A little compassion can go a long way. Imagine for a moment that one of your co-workers comes into the office late and in a bad mood. You have been waiting for them because you need their input to finish writing a proposal for a customer. You walk into their office and they snap at you, “What do YOU want?”
What do you do?
1) Snap back at them, “I want the proposal information that you owed me thirty minutes ago and I want it right now!” You do this because they are late, they do owe you the information and their bad mood is not YOUR problem. If they can dish it out, so can you. You need them to know that you are not their door mat.

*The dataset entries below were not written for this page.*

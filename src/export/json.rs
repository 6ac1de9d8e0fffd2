//! JSON import/export module for flashcard decks.
//! Provides functionality to save and load Deck structures to/from JSON files.
//! Only card contents travel; scheduling state stays in the database.

use crate::models::Deck;
use std::fs::File;
use std::io::{self, Read, Write};
use std::path::Path;

#[derive(Debug, thiserror::Error)]
pub enum ExportError {
    #[error("file error: {0}")]
    Io(#[from] io::Error),
    #[error("invalid deck JSON: {0}")]
    Json(#[from] serde_json::Error),
}

/// Exports a deck to a JSON file at the specified path.
pub fn export_json_to_path(deck: &Deck, path: impl AsRef<Path>) -> Result<(), ExportError> {
    let json_string = serde_json::to_string_pretty(deck)?;
    let mut file = File::create(path.as_ref())?;
    file.write_all(json_string.as_bytes())?;
    log::info!("Deck '{}' exported to '{}'", deck.name, path.as_ref().display());
    Ok(())
}

/// Imports a deck from a JSON file.
/// Returns an error if the file doesn't exist or contains invalid JSON.
pub fn import_json(path: impl AsRef<Path>) -> Result<Deck, ExportError> {
    let mut file = File::open(path.as_ref())?;
    let mut contents = String::new();
    file.read_to_string(&mut contents)?;

    let deck: Deck = serde_json::from_str(&contents)?;

    log::info!("Deck '{}' imported from '{}'", deck.name, path.as_ref().display());
    Ok(deck)
}
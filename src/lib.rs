pub mod clock;
pub mod config;
pub mod database;
pub mod export;
pub mod models;

pub use clock::{Clock, FixedClock, SystemClock};
pub use config::Config;
pub use database::{FlashcardStore, MemoryStore, SqliteStore, StoreError};
pub use models::{
    CardContent, Deck, Flashcard, LeitnerBox, LeitnerScheduler, Outcome, ReviewSession,
};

2) Wait a moment, remember that they have been having a tough time lately and then let them know that you are here to collect their information for the customer proposal that is due this morning. You don’t yell or respond in a hostile manner. You speak to them in calm even tones. You come from a place of trying to put yourself in their shoes, remembering that they don’t want to be unhappy and neither do you.
Answer number one above is not my favorite answer, but it is an answer. It is also the easy answer. When someone speaks to us using a harsh tone it is easy to respond in kind. It is certainly easier to not care about your co-worker and their moods and problems and only care about the work. But the easy answer can cause conflict with your co-worker and not the productive kind of conflict. I am talking about the bad feelings, mad at each other kind of conflict that can take root and grow.
Is your co-worker responsible for his or her own behavior? Of course! But on the days when their behavior is less than admirable you are still responsible for your behavior. And if you are able to look at your co-worker with some compassion and temper your response from a place of compassion, the result will be a stronger working relationship for both of you.
Your co-worker may never consciously notice that you were compassionate and they may never thank you for understanding. Truthfully, acting with compassion is not about earning points, it is about making a choice to treat others as you believe they wish to be treated. It does not mean that you are their door mat; it means you are able to rise above the mood of the moment and face this conflict peacefully.
A little compassion can go a long way to easing or preventing unproductive conflict.